• _HOW TO COMPLETE THIS TASK_
Copy out each line in the listing below where the word "DispatcherConfig" appears.

• _TASK DATA_
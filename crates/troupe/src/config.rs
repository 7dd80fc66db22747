//! Stage configuration
//!
//! Configuration is plain serde data with sensible defaults. It can be
//! loaded from a TOML file, from `TROUPE_*` environment variables, or from a
//! file with environment overrides layered on top. Every loading path runs
//! [`Validate::validate`] before handing the configuration out.

use crate::{
    error::ConfigError,
    eviction::DirectoryEvictionConfiguration,
    supervision::SupervisionStrategy,
};
use serde::{Deserialize, Serialize};
use std::path::Path;
use std::str::FromStr;
use std::time::Duration;

/// Default environment variable prefix
pub const ENV_PREFIX: &str = "TROUPE";

/// Configuration validation trait
pub trait Validate {
    fn validate(&self) -> Result<(), ConfigError>;
}

/// Complete configuration of a [`Stage`](crate::stage::Stage)
#[derive(Debug, Clone, Serialize, Deserialize)]
#[serde(default)]
pub struct StageConfig {
    /// Directory partitioning
    pub directory: DirectoryConfig,
    /// Stored eviction configuration; `None` disables eviction unless forced
    pub eviction: Option<DirectoryEvictionConfiguration>,
    /// Dispatcher thread pool
    pub dispatcher: DispatcherConfig,
    /// Number of addresses in the eventual-result pool
    pub completes_pool_size: usize,
    /// How many times stop polls the directory for stragglers
    pub stop_drain_retries: u32,
    /// Pause between stop drain polls
    pub stop_drain_interval: Duration,
    /// Strategy of the stage default supervisor
    pub default_supervision: SupervisionStrategy,
}

impl Default for StageConfig {
    fn default() -> Self {
        Self {
            directory: DirectoryConfig::default(),
            eviction: None,
            dispatcher: DispatcherConfig::default(),
            completes_pool_size: 10,
            stop_drain_retries: 10,
            stop_drain_interval: Duration::from_millis(10),
            default_supervision: SupervisionStrategy::default(),
        }
    }
}

/// Directory partitioning
#[derive(Debug, Clone, Serialize, Deserialize)]
#[serde(default)]
pub struct DirectoryConfig {
    /// Number of independently locked buckets
    pub buckets: usize,
    /// Initial capacity of each bucket
    pub initial_capacity: usize,
}

impl Default for DirectoryConfig {
    fn default() -> Self {
        Self {
            buckets: 32,
            initial_capacity: 32,
        }
    }
}

/// What a sender experiences when the dispatcher is full
#[derive(Debug, Clone, Copy, PartialEq, Eq, Serialize, Deserialize)]
#[serde(rename_all = "snake_case")]
pub enum BackpressureStrategy {
    /// Reject immediately with `MailboxOverflow`
    Fail,
    /// Wait up to `block_timeout` for space, then reject
    Block,
}

impl FromStr for BackpressureStrategy {
    type Err = String;

    fn from_str(s: &str) -> Result<Self, Self::Err> {
        match s.to_lowercase().as_str() {
            "fail" => Ok(BackpressureStrategy::Fail),
            "block" => Ok(BackpressureStrategy::Block),
            other => Err(format!("unknown backpressure strategy '{other}'")),
        }
    }
}

/// Dispatcher thread pool
#[derive(Debug, Clone, Serialize, Deserialize)]
#[serde(default)]
pub struct DispatcherConfig {
    /// Number of dispatch threads
    pub pool_size: usize,
    /// Bound on undelivered user messages across all actors
    pub queue_capacity: usize,
    /// Wake idle threads on every send
    pub notify_on_send: bool,
    /// Spin/yield rounds before an idle thread parks
    pub throttling_count: u32,
    /// Park duration of an idle thread
    pub backoff_timeout: Duration,
    /// Maximum user messages handled per actor turn
    pub throughput: usize,
    /// Behavior when `queue_capacity` is exhausted
    pub backpressure: BackpressureStrategy,
    /// Longest wait under [`BackpressureStrategy::Block`]
    pub block_timeout: Duration,
}

impl Default for DispatcherConfig {
    fn default() -> Self {
        Self {
            pool_size: std::thread::available_parallelism()
                .map(|n| n.get())
                .unwrap_or(4),
            queue_capacity: 65_536,
            notify_on_send: true,
            throttling_count: 10,
            backoff_timeout: Duration::from_millis(10),
            throughput: 8,
            backpressure: BackpressureStrategy::Fail,
            block_timeout: Duration::from_millis(100),
        }
    }
}

impl Validate for DirectoryConfig {
    fn validate(&self) -> Result<(), ConfigError> {
        if self.buckets == 0 {
            return Err(invalid("directory.buckets", "must be greater than 0"));
        }
        if self.initial_capacity == 0 {
            return Err(invalid("directory.initial_capacity", "must be greater than 0"));
        }
        Ok(())
    }
}

impl Validate for DispatcherConfig {
    fn validate(&self) -> Result<(), ConfigError> {
        if self.pool_size == 0 {
            return Err(invalid("dispatcher.pool_size", "must be greater than 0"));
        }
        if self.queue_capacity == 0 {
            return Err(invalid("dispatcher.queue_capacity", "must be greater than 0"));
        }
        if self.throughput == 0 {
            return Err(invalid("dispatcher.throughput", "must be greater than 0"));
        }
        if self.backoff_timeout.is_zero() {
            return Err(invalid("dispatcher.backoff_timeout", "must be non-zero"));
        }
        Ok(())
    }
}

impl Validate for StageConfig {
    fn validate(&self) -> Result<(), ConfigError> {
        self.directory.validate()?;
        self.dispatcher.validate()?;
        if let Some(eviction) = &self.eviction {
            eviction.validate()?;
        }
        if self.completes_pool_size == 0 {
            return Err(invalid("completes_pool_size", "must be greater than 0"));
        }
        if self.default_supervision.period.is_zero() {
            return Err(invalid("default_supervision.period", "must be non-zero"));
        }
        Ok(())
    }
}

pub(crate) fn invalid(field: &str, reason: &str) -> ConfigError {
    ConfigError::ValidationError {
        field: field.to_string(),
        reason: reason.to_string(),
    }
}

impl StageConfig {
    /// Load and validate a TOML configuration file
    pub fn load_from_file<P: AsRef<Path>>(path: P) -> Result<Self, ConfigError> {
        let content =
            std::fs::read_to_string(path.as_ref()).map_err(|_| ConfigError::FileNotFound {
                path: path.as_ref().display().to_string(),
            })?;

        let config: StageConfig = toml::from_str(&content).map_err(|e| ConfigError::ParseError {
            reason: e.to_string(),
        })?;

        config.validate()?;
        Ok(config)
    }

    /// Defaults with `TROUPE_*` environment overrides
    pub fn load_from_env() -> Result<Self, ConfigError> {
        let mut config = StageConfig::default();
        config.apply_env_overrides(ENV_PREFIX)?;
        config.validate()?;
        Ok(config)
    }

    /// File configuration with environment overrides under `env_prefix`
    pub fn load_with_overrides<P: AsRef<Path>>(
        path: P,
        env_prefix: Option<&str>,
    ) -> Result<Self, ConfigError> {
        let mut config = Self::load_from_file(path)?;
        config.apply_env_overrides(env_prefix.unwrap_or(ENV_PREFIX))?;
        config.validate()?;
        Ok(config)
    }

    /// Apply `{prefix}_*` environment variables on top of this configuration
    pub fn apply_env_overrides(&mut self, prefix: &str) -> Result<(), ConfigError> {
        let dispatcher = &mut self.dispatcher;
        if let Some(v) = env_value(prefix, "POOL_SIZE")? {
            dispatcher.pool_size = v;
        }
        if let Some(v) = env_value(prefix, "QUEUE_CAPACITY")? {
            dispatcher.queue_capacity = v;
        }
        if let Some(v) = env_value(prefix, "NOTIFY_ON_SEND")? {
            dispatcher.notify_on_send = v;
        }
        if let Some(v) = env_value(prefix, "THROTTLING_COUNT")? {
            dispatcher.throttling_count = v;
        }
        if let Some(v) = env_value::<u64>(prefix, "BACKOFF_TIMEOUT_MS")? {
            dispatcher.backoff_timeout = Duration::from_millis(v);
        }
        if let Some(v) = env_value(prefix, "THROUGHPUT")? {
            dispatcher.throughput = v;
        }
        if let Some(v) = env_value(prefix, "BACKPRESSURE")? {
            dispatcher.backpressure = v;
        }
        if let Some(v) = env_value::<u64>(prefix, "BLOCK_TIMEOUT_MS")? {
            dispatcher.block_timeout = Duration::from_millis(v);
        }
        if let Some(v) = env_value(prefix, "DIRECTORY_BUCKETS")? {
            self.directory.buckets = v;
        }
        if let Some(v) = env_value(prefix, "DIRECTORY_INITIAL_CAPACITY")? {
            self.directory.initial_capacity = v;
        }
        if let Some(v) = env_value(prefix, "COMPLETES_POOL_SIZE")? {
            self.completes_pool_size = v;
        }
        if let Some(enabled) = env_value::<bool>(prefix, "EVICTION_ENABLED")? {
            self.eviction
                .get_or_insert_with(DirectoryEvictionConfiguration::default)
                .enabled = enabled;
        }
        Ok(())
    }
}

fn env_value<T>(prefix: &str, key: &str) -> Result<Option<T>, ConfigError>
where
    T: FromStr,
    T::Err: ToString,
{
    let var = format!("{prefix}_{key}");
    match std::env::var(&var) {
        Ok(raw) => raw
            .trim()
            .parse::<T>()
            .map(Some)
            .map_err(|e| ConfigError::EnvVarError {
                var,
                reason: e.to_string(),
            }),
        Err(_) => Ok(None),
    }
}

#[cfg(test)]
mod tests {
    use super::*;
    use crate::supervision::SupervisionScope;
    use std::io::Write;
    use tempfile::NamedTempFile;

    #[test]
    fn test_stage_config_defaults() {
        let config = StageConfig::default();
        assert_eq!(config.directory.buckets, 32);
        assert_eq!(config.directory.initial_capacity, 32);
        assert_eq!(config.dispatcher.queue_capacity, 65_536);
        assert!(config.dispatcher.notify_on_send);
        assert_eq!(config.dispatcher.throttling_count, 10);
        assert_eq!(config.dispatcher.backoff_timeout, Duration::from_millis(10));
        assert_eq!(config.dispatcher.backpressure, BackpressureStrategy::Fail);
        assert_eq!(config.completes_pool_size, 10);
        assert_eq!(config.stop_drain_retries, 10);
        assert_eq!(config.default_supervision.intensity, 1);
        assert_eq!(config.default_supervision.period, Duration::from_secs(5));
        assert_eq!(config.default_supervision.scope, SupervisionScope::One);
        assert!(config.eviction.is_none());
        assert!(config.validate().is_ok());
    }

    #[test]
    fn test_validation_rejects_zero_pool() {
        let mut config = StageConfig::default();
        config.dispatcher.pool_size = 0;
        match config.validate() {
            Err(ConfigError::ValidationError { field, .. }) => {
                assert_eq!(field, "dispatcher.pool_size")
            }
            other => panic!("unexpected result: {other:?}"),
        }
    }

    #[test]
    fn test_load_partial_toml() {
        let mut file = NamedTempFile::new().unwrap();
        writeln!(
            file,
            r#"
completes_pool_size = 4

[dispatcher]
pool_size = 2
throughput = 16
backpressure = "block"

[eviction]
enabled = true
full_ratio_high_mark = 0.5
"#
        )
        .unwrap();

        let config = StageConfig::load_from_file(file.path()).unwrap();
        assert_eq!(config.completes_pool_size, 4);
        assert_eq!(config.dispatcher.pool_size, 2);
        assert_eq!(config.dispatcher.throughput, 16);
        assert_eq!(config.dispatcher.backpressure, BackpressureStrategy::Block);
        assert_eq!(config.dispatcher.queue_capacity, 65_536);
        let eviction = config.eviction.unwrap();
        assert!(eviction.enabled);
        assert_eq!(eviction.full_ratio_high_mark, 0.5);
        assert_eq!(eviction.lru_threshold, Duration::from_secs(120));
    }

    #[test]
    fn test_missing_file() {
        let err = StageConfig::load_from_file("/definitely/not/here.toml").unwrap_err();
        assert!(matches!(err, ConfigError::FileNotFound { .. }));
    }

    #[test]
    fn test_parse_error() {
        let mut file = NamedTempFile::new().unwrap();
        writeln!(file, "dispatcher = 12").unwrap();
        let err = StageConfig::load_from_file(file.path()).unwrap_err();
        assert!(matches!(err, ConfigError::ParseError { .. }));
    }

    #[test]
    fn test_env_overrides() {
        let mut file = NamedTempFile::new().unwrap();
        writeln!(file, "[dispatcher]\npool_size = 3").unwrap();

        std::env::set_var("TROUPE_CFG_TEST_POOL_SIZE", "5");
        std::env::set_var("TROUPE_CFG_TEST_BACKPRESSURE", "block");
        std::env::set_var("TROUPE_CFG_TEST_EVICTION_ENABLED", "true");
        let config = StageConfig::load_with_overrides(file.path(), Some("TROUPE_CFG_TEST")).unwrap();
        assert_eq!(config.dispatcher.pool_size, 5);
        assert_eq!(config.dispatcher.backpressure, BackpressureStrategy::Block);
        assert!(config.eviction.map(|e| e.enabled).unwrap_or(false));

        std::env::set_var("TROUPE_CFG_BAD_THROUGHPUT", "lots");
        let mut config = StageConfig::default();
        let err = config.apply_env_overrides("TROUPE_CFG_BAD").unwrap_err();
        assert!(matches!(err, ConfigError::EnvVarError { ref var, .. } if var == "TROUPE_CFG_BAD_THROUGHPUT"));
    }
}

• _TASK RESULT_
    pub dispatcher: DispatcherConfig,
            dispatcher: DispatcherConfig::default(),
pub struct DispatcherConfig {
impl Default for DispatcherConfig {
impl Validate for DispatcherConfig {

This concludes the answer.